_DATA TO EXAMINE:_
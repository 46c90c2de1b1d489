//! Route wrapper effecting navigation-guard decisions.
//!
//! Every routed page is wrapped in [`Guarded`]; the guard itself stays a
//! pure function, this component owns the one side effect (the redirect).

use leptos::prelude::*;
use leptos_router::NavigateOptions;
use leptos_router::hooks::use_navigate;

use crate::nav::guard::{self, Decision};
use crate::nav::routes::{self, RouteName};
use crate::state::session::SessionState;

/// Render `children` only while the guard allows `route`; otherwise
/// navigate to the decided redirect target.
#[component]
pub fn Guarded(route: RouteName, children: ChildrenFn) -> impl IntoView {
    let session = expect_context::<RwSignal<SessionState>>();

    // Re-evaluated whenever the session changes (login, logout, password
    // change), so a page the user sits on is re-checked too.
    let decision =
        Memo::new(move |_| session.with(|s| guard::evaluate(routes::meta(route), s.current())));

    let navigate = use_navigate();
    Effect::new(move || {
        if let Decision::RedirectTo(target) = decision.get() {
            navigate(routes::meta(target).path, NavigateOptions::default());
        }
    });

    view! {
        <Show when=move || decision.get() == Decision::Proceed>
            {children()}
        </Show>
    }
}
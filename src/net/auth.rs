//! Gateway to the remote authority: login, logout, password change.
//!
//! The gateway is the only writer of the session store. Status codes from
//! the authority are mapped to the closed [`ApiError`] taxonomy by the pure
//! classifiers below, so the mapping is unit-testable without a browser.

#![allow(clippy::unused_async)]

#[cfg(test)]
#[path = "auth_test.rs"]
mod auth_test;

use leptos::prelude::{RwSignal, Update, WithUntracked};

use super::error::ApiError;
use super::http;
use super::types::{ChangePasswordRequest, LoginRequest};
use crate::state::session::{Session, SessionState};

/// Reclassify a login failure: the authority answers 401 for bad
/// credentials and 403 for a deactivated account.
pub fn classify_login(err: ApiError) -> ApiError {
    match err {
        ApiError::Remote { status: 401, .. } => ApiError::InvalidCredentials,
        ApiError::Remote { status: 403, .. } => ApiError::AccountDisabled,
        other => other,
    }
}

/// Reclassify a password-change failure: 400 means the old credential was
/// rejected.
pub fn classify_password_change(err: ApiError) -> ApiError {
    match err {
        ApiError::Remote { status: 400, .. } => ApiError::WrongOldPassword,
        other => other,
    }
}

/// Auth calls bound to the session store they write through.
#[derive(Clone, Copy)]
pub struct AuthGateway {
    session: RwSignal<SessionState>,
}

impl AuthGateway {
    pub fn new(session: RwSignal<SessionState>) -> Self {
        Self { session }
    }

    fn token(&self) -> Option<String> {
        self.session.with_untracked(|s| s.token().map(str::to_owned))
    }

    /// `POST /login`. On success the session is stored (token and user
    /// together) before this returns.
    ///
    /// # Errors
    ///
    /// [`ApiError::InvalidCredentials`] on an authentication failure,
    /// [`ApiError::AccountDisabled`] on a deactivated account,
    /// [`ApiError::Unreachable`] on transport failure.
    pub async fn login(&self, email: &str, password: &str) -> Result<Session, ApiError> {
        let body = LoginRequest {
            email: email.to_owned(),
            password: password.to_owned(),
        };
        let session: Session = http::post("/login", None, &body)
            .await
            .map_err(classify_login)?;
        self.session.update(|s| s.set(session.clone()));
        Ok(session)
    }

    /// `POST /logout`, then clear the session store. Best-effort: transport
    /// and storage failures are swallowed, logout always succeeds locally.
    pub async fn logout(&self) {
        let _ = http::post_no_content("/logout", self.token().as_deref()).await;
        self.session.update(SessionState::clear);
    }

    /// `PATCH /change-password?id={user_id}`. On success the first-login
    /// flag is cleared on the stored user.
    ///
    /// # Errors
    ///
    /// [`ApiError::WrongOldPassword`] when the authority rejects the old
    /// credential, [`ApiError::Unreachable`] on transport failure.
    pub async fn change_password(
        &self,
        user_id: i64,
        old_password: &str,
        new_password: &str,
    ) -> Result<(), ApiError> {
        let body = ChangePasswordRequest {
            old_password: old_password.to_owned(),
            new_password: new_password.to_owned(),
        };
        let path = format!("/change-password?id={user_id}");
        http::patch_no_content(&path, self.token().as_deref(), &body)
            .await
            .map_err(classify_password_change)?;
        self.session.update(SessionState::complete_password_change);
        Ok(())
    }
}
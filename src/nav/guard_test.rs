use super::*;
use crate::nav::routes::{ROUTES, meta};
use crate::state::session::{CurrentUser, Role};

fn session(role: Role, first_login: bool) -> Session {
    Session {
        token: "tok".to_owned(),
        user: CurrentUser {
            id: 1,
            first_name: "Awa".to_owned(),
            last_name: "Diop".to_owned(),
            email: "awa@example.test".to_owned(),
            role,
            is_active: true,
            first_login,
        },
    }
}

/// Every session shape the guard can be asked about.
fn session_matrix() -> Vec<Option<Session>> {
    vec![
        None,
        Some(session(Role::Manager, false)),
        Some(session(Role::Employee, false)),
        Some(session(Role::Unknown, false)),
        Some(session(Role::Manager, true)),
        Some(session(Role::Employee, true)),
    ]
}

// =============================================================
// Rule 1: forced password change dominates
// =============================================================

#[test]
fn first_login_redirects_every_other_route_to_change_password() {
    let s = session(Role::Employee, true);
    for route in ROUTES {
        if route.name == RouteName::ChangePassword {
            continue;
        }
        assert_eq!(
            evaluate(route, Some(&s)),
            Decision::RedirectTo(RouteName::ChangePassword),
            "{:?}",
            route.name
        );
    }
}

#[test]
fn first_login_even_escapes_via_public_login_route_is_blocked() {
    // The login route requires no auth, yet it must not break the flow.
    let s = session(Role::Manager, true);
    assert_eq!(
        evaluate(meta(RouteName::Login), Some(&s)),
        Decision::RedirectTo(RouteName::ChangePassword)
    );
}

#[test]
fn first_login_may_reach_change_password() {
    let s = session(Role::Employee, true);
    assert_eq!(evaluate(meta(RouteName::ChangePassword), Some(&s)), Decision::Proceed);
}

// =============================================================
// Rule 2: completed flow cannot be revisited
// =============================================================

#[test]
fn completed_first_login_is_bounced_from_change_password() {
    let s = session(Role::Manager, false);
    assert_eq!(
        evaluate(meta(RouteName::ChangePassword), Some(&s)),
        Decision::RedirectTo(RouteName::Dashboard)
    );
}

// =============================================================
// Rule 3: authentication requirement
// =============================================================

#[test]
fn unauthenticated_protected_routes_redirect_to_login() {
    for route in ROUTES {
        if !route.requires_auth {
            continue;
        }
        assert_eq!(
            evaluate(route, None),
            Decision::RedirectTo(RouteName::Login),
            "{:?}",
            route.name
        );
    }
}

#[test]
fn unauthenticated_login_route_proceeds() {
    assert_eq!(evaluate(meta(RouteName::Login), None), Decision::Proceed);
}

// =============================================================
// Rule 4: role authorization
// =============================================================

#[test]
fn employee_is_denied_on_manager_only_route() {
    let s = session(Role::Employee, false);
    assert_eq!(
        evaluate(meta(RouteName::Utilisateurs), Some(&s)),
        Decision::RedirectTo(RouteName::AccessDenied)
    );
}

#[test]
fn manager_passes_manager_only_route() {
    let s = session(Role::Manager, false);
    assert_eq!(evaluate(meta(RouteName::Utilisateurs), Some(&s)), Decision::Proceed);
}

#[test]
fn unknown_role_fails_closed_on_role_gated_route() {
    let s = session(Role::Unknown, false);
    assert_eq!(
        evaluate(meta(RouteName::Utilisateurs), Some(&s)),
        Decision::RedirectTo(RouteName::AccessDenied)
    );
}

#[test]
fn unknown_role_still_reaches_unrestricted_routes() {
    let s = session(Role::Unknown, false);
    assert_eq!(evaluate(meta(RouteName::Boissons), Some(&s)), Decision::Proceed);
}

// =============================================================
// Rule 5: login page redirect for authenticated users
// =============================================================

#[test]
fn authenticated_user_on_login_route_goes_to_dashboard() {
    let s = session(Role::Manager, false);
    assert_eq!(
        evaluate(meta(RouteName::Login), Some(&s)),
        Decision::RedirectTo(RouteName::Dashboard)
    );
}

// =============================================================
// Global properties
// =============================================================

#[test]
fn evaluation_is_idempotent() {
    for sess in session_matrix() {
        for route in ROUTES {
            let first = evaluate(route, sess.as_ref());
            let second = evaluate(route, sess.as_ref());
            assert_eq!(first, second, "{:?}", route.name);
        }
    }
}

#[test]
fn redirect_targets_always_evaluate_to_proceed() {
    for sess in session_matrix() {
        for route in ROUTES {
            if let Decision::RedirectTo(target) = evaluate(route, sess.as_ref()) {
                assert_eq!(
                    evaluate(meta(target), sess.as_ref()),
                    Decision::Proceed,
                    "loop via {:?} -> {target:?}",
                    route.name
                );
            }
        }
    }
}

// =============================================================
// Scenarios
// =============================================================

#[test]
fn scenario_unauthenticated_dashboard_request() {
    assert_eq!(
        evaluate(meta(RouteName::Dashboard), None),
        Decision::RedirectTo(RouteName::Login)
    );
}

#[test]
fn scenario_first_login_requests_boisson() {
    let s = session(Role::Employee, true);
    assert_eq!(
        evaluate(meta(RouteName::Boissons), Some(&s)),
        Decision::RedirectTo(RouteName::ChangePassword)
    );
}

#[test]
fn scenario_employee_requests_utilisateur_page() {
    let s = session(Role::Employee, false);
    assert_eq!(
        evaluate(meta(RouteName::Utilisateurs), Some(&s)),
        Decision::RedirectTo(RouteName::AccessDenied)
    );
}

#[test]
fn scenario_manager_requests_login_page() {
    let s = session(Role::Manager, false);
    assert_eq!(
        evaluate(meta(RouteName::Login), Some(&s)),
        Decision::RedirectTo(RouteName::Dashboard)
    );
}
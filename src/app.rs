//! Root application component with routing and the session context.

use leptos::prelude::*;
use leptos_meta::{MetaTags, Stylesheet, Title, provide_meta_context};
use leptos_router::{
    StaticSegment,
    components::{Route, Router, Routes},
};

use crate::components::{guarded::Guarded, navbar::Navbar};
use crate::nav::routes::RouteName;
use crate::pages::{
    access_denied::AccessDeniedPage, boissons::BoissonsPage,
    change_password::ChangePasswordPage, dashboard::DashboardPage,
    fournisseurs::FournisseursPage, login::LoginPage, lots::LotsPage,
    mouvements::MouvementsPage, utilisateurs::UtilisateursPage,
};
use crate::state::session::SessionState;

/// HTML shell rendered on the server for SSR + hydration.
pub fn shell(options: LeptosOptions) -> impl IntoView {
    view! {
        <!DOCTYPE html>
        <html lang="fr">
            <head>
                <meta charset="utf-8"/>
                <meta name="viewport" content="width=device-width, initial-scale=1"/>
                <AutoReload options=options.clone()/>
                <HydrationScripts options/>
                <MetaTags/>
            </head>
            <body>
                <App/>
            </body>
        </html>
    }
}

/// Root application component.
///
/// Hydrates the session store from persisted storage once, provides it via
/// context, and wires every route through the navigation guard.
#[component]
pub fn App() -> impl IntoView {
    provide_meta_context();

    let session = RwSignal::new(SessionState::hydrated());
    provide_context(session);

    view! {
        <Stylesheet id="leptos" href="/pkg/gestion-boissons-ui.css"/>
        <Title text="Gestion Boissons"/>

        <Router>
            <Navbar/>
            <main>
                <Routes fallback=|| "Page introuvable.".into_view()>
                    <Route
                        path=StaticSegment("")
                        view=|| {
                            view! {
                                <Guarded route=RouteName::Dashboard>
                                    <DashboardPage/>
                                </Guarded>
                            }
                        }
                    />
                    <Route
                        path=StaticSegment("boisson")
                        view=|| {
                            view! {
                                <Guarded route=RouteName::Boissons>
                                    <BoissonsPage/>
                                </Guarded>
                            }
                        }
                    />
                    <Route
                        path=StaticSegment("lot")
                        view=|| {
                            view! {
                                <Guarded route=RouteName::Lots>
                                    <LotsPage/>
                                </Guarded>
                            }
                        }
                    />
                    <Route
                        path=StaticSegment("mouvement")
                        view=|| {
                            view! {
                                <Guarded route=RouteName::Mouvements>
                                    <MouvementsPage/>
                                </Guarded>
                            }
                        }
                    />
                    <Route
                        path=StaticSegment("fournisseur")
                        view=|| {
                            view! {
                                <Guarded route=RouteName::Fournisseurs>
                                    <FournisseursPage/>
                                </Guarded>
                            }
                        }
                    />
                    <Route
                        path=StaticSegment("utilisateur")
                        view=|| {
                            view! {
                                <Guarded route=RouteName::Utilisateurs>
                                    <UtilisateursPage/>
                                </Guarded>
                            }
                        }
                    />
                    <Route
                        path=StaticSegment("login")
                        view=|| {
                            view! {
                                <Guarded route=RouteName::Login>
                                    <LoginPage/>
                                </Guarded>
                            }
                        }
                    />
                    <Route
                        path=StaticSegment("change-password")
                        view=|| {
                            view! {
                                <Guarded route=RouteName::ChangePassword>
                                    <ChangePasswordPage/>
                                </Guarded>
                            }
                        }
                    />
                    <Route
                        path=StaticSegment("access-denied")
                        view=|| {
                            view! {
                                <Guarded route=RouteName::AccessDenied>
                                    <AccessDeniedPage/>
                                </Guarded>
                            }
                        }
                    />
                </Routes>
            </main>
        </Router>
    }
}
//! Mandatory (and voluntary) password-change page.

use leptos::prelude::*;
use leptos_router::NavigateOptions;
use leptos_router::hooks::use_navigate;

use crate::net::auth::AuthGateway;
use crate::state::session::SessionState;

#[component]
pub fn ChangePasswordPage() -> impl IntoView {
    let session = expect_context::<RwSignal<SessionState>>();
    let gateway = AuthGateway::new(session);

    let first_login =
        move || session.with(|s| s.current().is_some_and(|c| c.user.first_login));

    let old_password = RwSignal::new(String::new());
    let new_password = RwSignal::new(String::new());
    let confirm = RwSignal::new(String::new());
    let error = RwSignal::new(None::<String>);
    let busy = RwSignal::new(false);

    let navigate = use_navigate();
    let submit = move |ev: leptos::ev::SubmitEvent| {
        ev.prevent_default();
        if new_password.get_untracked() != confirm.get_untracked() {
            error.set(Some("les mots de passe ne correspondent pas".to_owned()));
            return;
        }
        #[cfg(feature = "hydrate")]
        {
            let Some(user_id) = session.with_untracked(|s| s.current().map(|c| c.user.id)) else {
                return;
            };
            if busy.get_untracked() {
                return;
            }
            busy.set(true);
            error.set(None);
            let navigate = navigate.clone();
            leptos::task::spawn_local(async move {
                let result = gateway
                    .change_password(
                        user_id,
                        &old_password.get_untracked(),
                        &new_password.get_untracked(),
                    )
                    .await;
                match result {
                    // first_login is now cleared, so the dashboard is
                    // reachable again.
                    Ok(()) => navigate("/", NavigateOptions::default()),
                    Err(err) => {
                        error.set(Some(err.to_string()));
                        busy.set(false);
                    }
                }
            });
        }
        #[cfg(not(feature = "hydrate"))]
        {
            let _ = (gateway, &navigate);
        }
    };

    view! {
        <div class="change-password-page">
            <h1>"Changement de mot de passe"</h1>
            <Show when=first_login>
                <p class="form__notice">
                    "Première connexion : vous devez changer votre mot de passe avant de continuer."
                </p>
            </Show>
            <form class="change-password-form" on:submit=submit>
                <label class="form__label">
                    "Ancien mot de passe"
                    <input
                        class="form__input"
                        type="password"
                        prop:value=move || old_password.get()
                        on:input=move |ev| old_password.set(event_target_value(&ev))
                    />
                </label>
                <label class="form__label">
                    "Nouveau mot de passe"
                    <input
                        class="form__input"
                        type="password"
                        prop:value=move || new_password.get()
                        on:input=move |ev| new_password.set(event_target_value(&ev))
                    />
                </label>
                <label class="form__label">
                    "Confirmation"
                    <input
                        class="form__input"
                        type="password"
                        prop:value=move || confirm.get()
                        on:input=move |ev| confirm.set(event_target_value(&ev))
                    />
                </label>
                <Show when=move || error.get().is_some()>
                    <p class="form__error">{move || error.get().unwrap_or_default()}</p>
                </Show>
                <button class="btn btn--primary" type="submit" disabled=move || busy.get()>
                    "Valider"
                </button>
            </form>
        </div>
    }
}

_PROBLEM:_ Working through the records above, copy each line in which "ChangePasswordPage" is found.

_OUTPUT OF THE TASK:_
    change_password::ChangePasswordPage, dashboard::DashboardPage,
                                    <ChangePasswordPage/>
pub fn ChangePasswordPage() -> impl IntoView {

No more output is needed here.